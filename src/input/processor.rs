//! Converts raw pointer events into viewer commands.
//!
//! The `InputProcessor` owns the transient pointer state (cursor position,
//! whether the primary button is held). It is the only thing that sits
//! between raw window events and
//! [`ViewerSession::execute`](crate::viewer::ViewerSession::execute).

use glam::Vec2;

use super::event::{InputEvent, MouseButton};
use crate::viewer::ViewerCommand;

/// Converts raw window events into [`ViewerCommand`]s.
///
/// # Usage
///
/// ```
/// # use biolab::input::{InputEvent, InputProcessor, MouseButton};
/// # use biolab::registry::MoleculeRegistry;
/// # use biolab::scene::DisplayList;
/// # use biolab::viewer::ViewerSession;
/// # let registry = MoleculeRegistry::standard();
/// # let mut session = ViewerSession::new(&registry, DisplayList::new());
/// let mut input = InputProcessor::new();
/// let press = InputEvent::MouseButton {
///     button: MouseButton::Left,
///     pressed: true,
/// };
/// if let Some(cmd) = input.handle_event(press) {
///     session.execute(cmd);
/// }
/// ```
#[derive(Debug, Clone, Default)]
pub struct InputProcessor {
    /// Last known cursor position in pixels.
    cursor: Vec2,
    /// Whether the primary mouse button is currently held.
    mouse_pressed: bool,
}

impl InputProcessor {
    /// Create a processor with the button released.
    #[must_use]
    pub fn new() -> Self {
        Self::default()
    }

    /// Current cursor position in pixels.
    #[must_use]
    pub fn cursor(&self) -> Vec2 {
        self.cursor
    }

    /// Whether the primary mouse button is pressed.
    #[must_use]
    pub fn mouse_pressed(&self) -> bool {
        self.mouse_pressed
    }

    /// Process a raw input event and return zero or one commands.
    pub fn handle_event(&mut self, event: InputEvent) -> Option<ViewerCommand> {
        match event {
            InputEvent::CursorMoved { x, y } => {
                self.cursor = Vec2::new(x, y);
                self.mouse_pressed.then_some(ViewerCommand::DragTo { x, y })
            }
            InputEvent::MouseButton { button, pressed } => {
                self.handle_mouse_button(button, pressed)
            }
            InputEvent::Scroll { delta_y } => {
                Some(ViewerCommand::Zoom { delta: delta_y })
            }
            InputEvent::CursorLeft => self.release(),
        }
    }

    fn handle_mouse_button(
        &mut self,
        button: MouseButton,
        pressed: bool,
    ) -> Option<ViewerCommand> {
        if button != MouseButton::Left {
            return None;
        }
        if pressed {
            self.mouse_pressed = true;
            return Some(ViewerCommand::BeginDrag {
                x: self.cursor.x,
                y: self.cursor.y,
            });
        }
        self.release()
    }

    /// Release or leave: end a drag only if one was in progress.
    fn release(&mut self) -> Option<ViewerCommand> {
        let was_pressed = std::mem::take(&mut self.mouse_pressed);
        was_pressed.then_some(ViewerCommand::EndDrag)
    }
}

#[cfg(test)]
mod tests {
    use super::*;

    fn left(pressed: bool) -> InputEvent {
        InputEvent::MouseButton {
            button: MouseButton::Left,
            pressed,
        }
    }

    #[test]
    fn press_move_release_is_a_drag() {
        let mut input = InputProcessor::new();
        assert_eq!(
            input.handle_event(InputEvent::CursorMoved { x: 4.0, y: 5.0 }),
            None
        );
        assert_eq!(input.cursor(), Vec2::new(4.0, 5.0));
        assert_eq!(
            input.handle_event(left(true)),
            Some(ViewerCommand::BeginDrag { x: 4.0, y: 5.0 })
        );
        assert_eq!(
            input.handle_event(InputEvent::CursorMoved { x: 9.0, y: 1.0 }),
            Some(ViewerCommand::DragTo { x: 9.0, y: 1.0 })
        );
        assert_eq!(input.cursor(), Vec2::new(9.0, 1.0));
        assert_eq!(
            input.handle_event(left(false)),
            Some(ViewerCommand::EndDrag)
        );
        assert!(!input.mouse_pressed());
    }

    #[test]
    fn leaving_viewport_ends_drag_once() {
        let mut input = InputProcessor::new();
        let _ = input.handle_event(left(true));
        assert_eq!(
            input.handle_event(InputEvent::CursorLeft),
            Some(ViewerCommand::EndDrag)
        );
        assert_eq!(input.handle_event(InputEvent::CursorLeft), None);
        assert_eq!(input.handle_event(left(false)), None);
    }

    #[test]
    fn other_buttons_are_ignored() {
        let mut input = InputProcessor::new();
        let right = InputEvent::MouseButton {
            button: MouseButton::Right,
            pressed: true,
        };
        assert_eq!(input.handle_event(right), None);
        assert!(!input.mouse_pressed());
    }

    #[test]
    fn scroll_always_zooms() {
        let mut input = InputProcessor::new();
        assert_eq!(
            input.handle_event(InputEvent::Scroll { delta_y: -3.0 }),
            Some(ViewerCommand::Zoom { delta: -3.0 })
        );
    }
}
//! Durable client-side persistence.
//!
//! Everything goes through an injected [`KeyValueStore`]; the stores here
//! are the only writers of their keys and keep an in-memory copy in
//! lockstep with storage after every call.

mod kv;
mod progress;
mod views;

pub use kv::{FileStore, KeyValueStore, MemoryStore};
pub use progress::{ProgressStore, COMPLETED_PROBLEMS_KEY};
pub use views::{Rotation, SavedView, ViewStore, SAVED_VIEWS_KEY};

What is expected: Transcribe each entry exactly as it appears.

Exercise solution:
filename src/input/processor.rs
//! Converts raw pointer events into viewer commands.
//!
//! The `InputProcessor` owns the transient pointer state (cursor position,
//! whether the primary button is held). It is the only thing that sits
//! between raw window events and
//! [`ViewerSession::execute`](crate::viewer::ViewerSession::execute).

use glam::Vec2;

use super::event::{InputEvent, MouseButton};
use crate::viewer::ViewerCommand;

/// Converts raw window events into [`ViewerCommand`]s.
///
/// # Usage
///
/// ```
/// # use biolab::input::{InputEvent, InputProcessor, MouseButton};
/// # use biolab::registry::MoleculeRegistry;
/// # use biolab::scene::DisplayList;
/// # use biolab::viewer::ViewerSession;
/// # let registry = MoleculeRegistry::standard();
/// # let mut session = ViewerSession::new(&registry, DisplayList::new());
/// let mut input = InputProcessor::new();
/// let press = InputEvent::MouseButton {
///     button: MouseButton::Left,
///     pressed: true,
/// };
/// if let Some(cmd) = input.handle_event(press) {
///     session.execute(cmd);
/// }
/// ```
#[derive(Debug, Clone, Default)]
pub struct InputProcessor {
    /// Last known cursor position in pixels.
    cursor: Vec2,
    /// Whether the primary mouse button is currently held.
    mouse_pressed: bool,
}

impl InputProcessor {
    /// Create a processor with the button released.
    #[must_use]
    pub fn new() -> Self {
        Self::default()
    }

    /// Current cursor position in pixels.
    #[must_use]
    pub fn cursor(&self) -> Vec2 {
        self.cursor
    }

    /// Whether the primary mouse button is pressed.
    #[must_use]
    pub fn mouse_pressed(&self) -> bool {
        self.mouse_pressed
    }

    /// Process a raw input event and return zero or one commands.
    pub fn handle_event(&mut self, event: InputEvent) -> Option<ViewerCommand> {
        match event {
            InputEvent::CursorMoved { x, y } => {
                self.cursor = Vec2::new(x, y);
                self.mouse_pressed.then_some(ViewerCommand::DragTo { x, y })
            }
            InputEvent::MouseButton { button, pressed } => {
                self.handle_mouse_button(button, pressed)
            }
            InputEvent::Scroll { delta_y } => {
                Some(ViewerCommand::Zoom { delta: delta_y })
            }
            InputEvent::CursorLeft => self.release(),
        }
    }

    fn handle_mouse_button(
        &mut self,
        button: MouseButton,
        pressed: bool,
    ) -> Option<ViewerCommand> {
        if button != MouseButton::Left {
            return None;
        }
        if pressed {
            self.mouse_pressed = true;
            return Some(ViewerCommand::BeginDrag {
                x: self.cursor.x,
                y: self.cursor.y,
            });
        }
        self.release()
    }

    /// Release or leave: end a drag only if one was in progress.
    fn release(&mut self) -> Option<ViewerCommand> {
        let was_pressed = std::mem::take(&mut self.mouse_pressed);
        was_pressed.then_some(ViewerCommand::EndDrag)
    }
}

#[cfg(test)]
mod tests {
    use super::*;

    fn left(pressed: bool) -> InputEvent {
        InputEvent::MouseButton {
            button: MouseButton::Left,
            pressed,
        }
    }

    #[test]
    fn press_move_release_is_a_drag() {
        let mut input = InputProcessor::new();
        assert_eq!(
            input.handle_event(InputEvent::CursorMoved { x: 4.0, y: 5.0 }),
            None
        );
        assert_eq!(input.cursor(), Vec2::new(4.0, 5.0));
        assert_eq!(
            input.handle_event(left(true)),
            Some(ViewerCommand::BeginDrag { x: 4.0, y: 5.0 })
        );
        assert_eq!(
            input.handle_event(InputEvent::CursorMoved { x: 9.0, y: 1.0 }),
            Some(ViewerCommand::DragTo { x: 9.0, y: 1.0 })
        );
        assert_eq!(input.cursor(), Vec2::new(9.0, 1.0));
        assert_eq!(
            input.handle_event(left(false)),
            Some(ViewerCommand::EndDrag)
        );
        assert!(!input.mouse_pressed());
    }

    #[test]
    fn leaving_viewport_ends_drag_once() {
        let mut input = InputProcessor::new();
        let _ = input.handle_event(left(true));
        assert_eq!(
            input.handle_event(InputEvent::CursorLeft),
            Some(ViewerCommand::EndDrag)
        );
        assert_eq!(input.handle_event(InputEvent::CursorLeft), None);
        assert_eq!(input.handle_event(left(false)), None);
    }

    #[test]
    fn other_buttons_are_ignored() {
        let mut input = InputProcessor::new();
        let right = InputEvent::MouseButton {
            button: MouseButton::Right,
            pressed: true,
        };
        assert_eq!(input.handle_event(right), None);
        assert!(!input.mouse_pressed());
    }

    #[test]
    fn scroll_always_zooms() {
        let mut input = InputProcessor::new();
        assert_eq!(
            input.handle_event(InputEvent::Scroll { delta_y: -3.0 }),
            Some(ViewerCommand::Zoom { delta: -3.0 })
        );
    }
}
//! Durable client-side persistence.
//!
//! Everything goes through an injected [`KeyValueStore`]; the stores here
//! are the only writers of their keys and keep an in-memory copy in
//! lockstep with storage after every call.

mod kv;
mod progress;
mod views;

pub use kv::{FileStore, KeyValueStore, MemoryStore};
pub use progress::{ProgressStore, COMPLETED_PROBLEMS_KEY};
pub use views::{Rotation, SavedView, ViewStore, SAVED_VIEWS_KEY};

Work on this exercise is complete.